Escribe Pablo Oribe | Secretario de comunicación y mensaje político
“La pregunta no es nunca si un individuo es bueno, sino si su conducta es buena para el mundo en que vive. El centro de interés es el mundo y no el yo”. Hannah Arendt, Responsabilidad Colectiva.
“Resulta difícilmente concebible que la sociedad moderna, que arrancó con una explosión de actividad humana tan prometedora y sin precedentes, acabe en la pasividad más mortal y estéril de todas las conocidas por la historia”. Hannah Arendt, La condición humana.
Estamos acostumbrados a pensar la política en términos de derechos; el derecho a elegir mediante nuestro voto, a refrendar o rectificar a través de una firma las decisiones de los gobiernos, etc. Sin embargo, la política también entraña obligaciones, ya que en tanto sujetos políticos estamos llamados a asumir un compromiso activo con la vida pública.
Desde ya, no es habitual pensar la vida política de esta forma. Para ilustrar dicha afirmación, vamos a detenernos en una frase muy extendida y que probablemente todos dijimos alguna vez: “yo no soy quién para juzgar”. Aparentemente inocua, esta máxima oculta una gran indiferencia frente al mundo exterior, así como desinterés por lo que le sucede al otro. Es, además, una de las consecuencias del modo de vida contemporáneo, en el que prima el individualismo y el afán por proteger el equilibrio de la esfera privada. En la sociedad de masas que habitamos, al padre de familia se le inculca el deber de defender lo suyo a cualquier precio, lo que implica despreocuparse por lo que sucede en la esfera pública, es decir, lo que afecta al conjunto de la sociedad. Al contrario de lo que indica la famosa frase, todos deberíamos juzgar en el sentido de discernir lo que está bien de lo que está mal: la renuncia a ese juicio moral y ético conduce a la tolerancia frente a la injusticia y la indiferencia frente al sufrimiento ajeno.
Para la filósofa política Hannah Arendt, un buen ciudadano es aquél que se hace cargo del mundo, que ejercita su facultad de juicio y su capacidad de pensar por sí mismo. El ser irreflexivo, incapaz de pensar y que se niega a discernir es el origen de lo que ella llama “el mal banal”. Este mal surge en un mundo en que los ciudadanos evaden sus responsabilidades como sujetos políticos y en el que la destrucción del espacio público por la primacía del individuo imposibilita el juicio sobre cuestiones de interés común.
Nuestra responsabilidad como sujetos políticos se extiende hacia el pasado y el futuro. Hacia el pasado porque debemos conocer nuestra historia y ser guardianes de la memoria, a fin de evitar que se repitan la violencia y las injusticias. Hacia el futuro, nuestra obligación es evitar la desaparición de lo común y de la pluralidad. Arendt utiliza un término muy bello para designar estas responsabilidades, el amor mundi, que nos remite al amor por el otro y sus diferencias.

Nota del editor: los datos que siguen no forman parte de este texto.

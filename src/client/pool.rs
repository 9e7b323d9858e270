//! 子连接池
//!
//! 接收解析器推送的地址快照，为每个地址维护一条 tonic `Channel`。
//! 连接建立成功的地址构成就绪集合，就绪集合每次变化都会重建 `Picker`，
//! 并通过 watch 通道整体替换发布。调用失败的连接会被移出就绪集合并重新建连。

use crate::balancer::{Picker, PickerBuilder};
use crate::error::{FlareError, Result};
use crate::resolver::{AddressAttributes, AddressSink, ResolverState};
use crate::retry::{ExponentialBackoffPolicy, RetryPolicy};
use async_trait::async_trait;
use std::collections::HashMap;
use std::sync::{Arc, Mutex, Weak};
use std::time::Duration;
use tokio::sync::watch;
use tokio_util::sync::CancellationToken;
use tonic::transport::{Channel, Endpoint};
use tracing::{debug, info, warn};

/// 一个已连接的后端地址
#[derive(Debug, Clone)]
pub struct SubConn {
    pub address: String,
    pub attributes: AddressAttributes,
    pub channel: Channel,
    pub(crate) generation: u64,
}

pub type SharedPicker = Arc<dyn Picker<SubConn>>;

struct Entry {
    attributes: AddressAttributes,
    channel: Option<Channel>,
    /// 每次连接就绪加一，用于忽略过期的失败报告
    generation: u64,
    cancel: CancellationToken,
}

struct PoolInner {
    target: String,
    connect_timeout: Duration,
    builder: Arc<dyn PickerBuilder<SubConn>>,
    entries: Mutex<HashMap<String, Entry>>,
    picker: watch::Sender<SharedPicker>,
    cancel: CancellationToken,
}

/// 子连接池
#[derive(Clone)]
pub struct SubConnPool {
    inner: Arc<PoolInner>,
}

impl SubConnPool {
    pub fn new(
        target: impl Into<String>,
        builder: Arc<dyn PickerBuilder<SubConn>>,
        connect_timeout: Duration,
    ) -> Self {
        let (picker, _) = watch::channel(builder.build(Vec::new()));
        Self {
            inner: Arc::new(PoolInner {
                target: target.into(),
                connect_timeout,
                builder,
                entries: Mutex::new(HashMap::new()),
                picker,
                cancel: CancellationToken::new(),
            }),
        }
    }

    pub fn balancer_name(&self) -> &str {
        self.inner.builder.name()
    }

    /// 当前选择器
    pub fn picker(&self) -> SharedPicker {
        self.inner.picker.borrow().clone()
    }

    /// 订阅选择器变化
    pub fn subscribe(&self) -> watch::Receiver<SharedPicker> {
        self.inner.picker.subscribe()
    }

    /// 已知地址（包括尚未连通的）
    pub fn addresses(&self) -> Vec<String> {
        let mut addresses: Vec<String> = match self.inner.entries.lock() {
            Ok(entries) => entries.keys().cloned().collect(),
            Err(_) => Vec::new(),
        };
        addresses.sort();
        addresses
    }

    pub fn ready_count(&self) -> usize {
        match self.inner.entries.lock() {
            Ok(entries) => entries.values().filter(|e| e.channel.is_some()).count(),
            Err(_) => 0,
        }
    }

    /// 调用在该连接上遇到传输层失败：移出就绪集合并在后台重连
    pub fn report_failure(&self, conn: &SubConn) {
        let Ok(mut entries) = self.inner.entries.lock() else {
            return;
        };
        let Some(entry) = entries.get_mut(&conn.address) else {
            return;
        };
        if entry.cancel.is_cancelled() || entry.channel.is_none() || entry.generation != conn.generation {
            return;
        }

        entry.channel = None;
        let cancel = entry.cancel.clone();
        warn!(
            target_addr = %self.inner.target,
            address = %conn.address,
            "⚠️ Sub connection broken, reconnecting"
        );
        self.inner.rebuild_locked(&entries);
        tokio::spawn(connect_loop(
            Arc::downgrade(&self.inner),
            conn.address.clone(),
            cancel,
        ));
    }

    /// 停止所有连接任务并清空就绪集合
    pub fn close(&self) {
        self.inner.cancel.cancel();
        if let Ok(mut entries) = self.inner.entries.lock() {
            entries.clear();
        }
        self.inner.picker.send_replace(self.inner.builder.build(Vec::new()));
        debug!(target_addr = %self.inner.target, "Sub connection pool closed");
    }
}

impl PoolInner {
    fn rebuild_locked(&self, entries: &HashMap<String, Entry>) {
        let mut ready: Vec<SubConn> = entries
            .iter()
            .filter_map(|(address, entry)| {
                entry.channel.as_ref().map(|channel| SubConn {
                    address: address.clone(),
                    attributes: entry.attributes.clone(),
                    channel: channel.clone(),
                    generation: entry.generation,
                })
            })
            .collect();
        ready.sort_by(|a, b| a.address.cmp(&b.address));

        let count = ready.len();
        self.picker.send_replace(self.builder.build(ready));
        debug!(target_addr = %self.target, ready = count, "Picker rebuilt");
    }

    fn mark_ready(&self, address: &str, channel: Channel) {
        let Ok(mut entries) = self.entries.lock() else {
            return;
        };
        match entries.get_mut(address) {
            Some(entry) if !entry.cancel.is_cancelled() => {
                entry.channel = Some(channel);
                entry.generation += 1;
                self.rebuild_locked(&entries);
            }
            _ => {}
        }
    }
}

async fn connect_loop(pool: Weak<PoolInner>, address: String, cancel: CancellationToken) {
    let policy = ExponentialBackoffPolicy::new(
        usize::MAX,
        Duration::from_millis(100),
        Duration::from_secs(5),
    );
    let uri = format!("http://{}", address);
    let mut attempt = 0usize;

    loop {
        let connect_timeout = match pool.upgrade() {
            Some(inner) => inner.connect_timeout,
            None => return,
        };

        let endpoint = match Endpoint::from_shared(uri.clone()) {
            Ok(endpoint) => endpoint.connect_timeout(connect_timeout),
            Err(e) => {
                warn!(address = %address, error = %e, "⚠️ Invalid backend address, giving up");
                return;
            }
        };

        let result = tokio::select! {
            _ = cancel.cancelled() => return,
            result = endpoint.connect() => result,
        };

        match result {
            Ok(channel) => {
                if let Some(inner) = pool.upgrade() {
                    info!(target_addr = %inner.target, address = %address, "✅ Sub connection ready");
                    inner.mark_ready(&address, channel);
                }
                return;
            }
            Err(e) => {
                attempt += 1;
                let delay = policy.backoff_duration(attempt);
                warn!(
                    address = %address,
                    attempt,
                    retry_in_ms = delay.as_millis() as u64,
                    error = %e,
                    "⚠️ Failed to connect sub connection"
                );
                tokio::select! {
                    _ = cancel.cancelled() => return,
                    _ = tokio::time::sleep(delay) => {}
                }
            }
        }
    }
}

#[async_trait]
impl AddressSink for SubConnPool {
    async fn update_state(&self, state: ResolverState) -> Result<()> {
        if self.inner.cancel.is_cancelled() {
            return Err(FlareError::unavailable("connection pool is closed"));
        }

        let mut entries = self
            .inner
            .entries
            .lock()
            .map_err(|_| FlareError::system("connection pool lock poisoned"))?;

        let latest: HashMap<String, AddressAttributes> = state
            .addresses
            .into_iter()
            .filter(|a| !a.addr.is_empty())
            .map(|a| (a.addr, a.attributes))
            .collect();

        let mut ready_changed = false;
        entries.retain(|address, entry| {
            if latest.contains_key(address) {
                return true;
            }
            entry.cancel.cancel();
            ready_changed |= entry.channel.is_some();
            info!(target_addr = %self.inner.target, address = %address, "Sub connection removed");
            false
        });

        for (address, attributes) in latest {
            match entries.get_mut(&address) {
                Some(entry) => {
                    if entry.attributes != attributes {
                        entry.attributes = attributes;
                        ready_changed |= entry.channel.is_some();
                    }
                }
                None => {
                    let cancel = self.inner.cancel.child_token();
                    tokio::spawn(connect_loop(
                        Arc::downgrade(&self.inner),
                        address.clone(),
                        cancel.clone(),
                    ));
                    entries.insert(
                        address,
                        Entry {
                            attributes,
                            channel: None,
                            generation: 0,
                            cancel,
                        },
                    );
                }
            }
        }

        if ready_changed {
            self.inner.rebuild_locked(&entries);
        }
        Ok(())
    }
}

Por el contrario, un mundo donde nos negamos a pensar, donde aceptamos y consentimos desde el conformismo, está expuesto a la propagación del mal, como parte de lo cotidiano, en forma de desigualdad, injusticia y odio.
La política es entonces una actividad exigente: requiere ciudadanos que se informen, deliberen y actúen; que se interesen y participen. Exige ciudadanos comprometidos que se sientan y hagan responsables por lo que sucede en el mundo.
Por todo lo anterior, resulta sumamente peligrosa la crisis de confianza que vive la política y que las figuras públicas “anti-establishment” quieren inocular. Dicha crisis es un rasgo característico de la sociedad de consumo, junto con el desarraigo, el aislamiento, la alienación con el mundo, el conformismo y la pérdida del espacio público.
No es más ni menos que el “sálvese quien pueda” que nace del extrañamiento del individuo ante lo común, el espacio compartido. El mundo del trabajo moderno constituye el caldo de cultivo perfecto ya que deshumaniza al hombre promoviendo la competencia y la búsqueda de intereses individuales, en detrimento de la empatía y la solidaridad. En consecuencia, podemos decir que el individuo es lo contrario al ciudadano: el primero está asilado en sus intereses de confort y consumo, mientras el segundo mantiene un compromiso activo con el mundo.
Desde el Frente Amplio, debemos combatir la deslegitimación de la política y la desafección del ciudadano a través de su involucramiento activo e intenso en la vida pública. Es decir, la crisis de la política se debe combatir con más política, más participación y más democracia. La invitación es a reconstruir espacios públicos de libertad entendiendo la política como el mundo compartido. Siguiendo a Hannah Arendt, nuestra obligación, como sujetos políticos y miembros de un partido popular, es estar políticamente en el mundo, es decir, comprometernos con él y hacer uso pleno de nuestras facultades políticas: pensar, juzgar y actuar.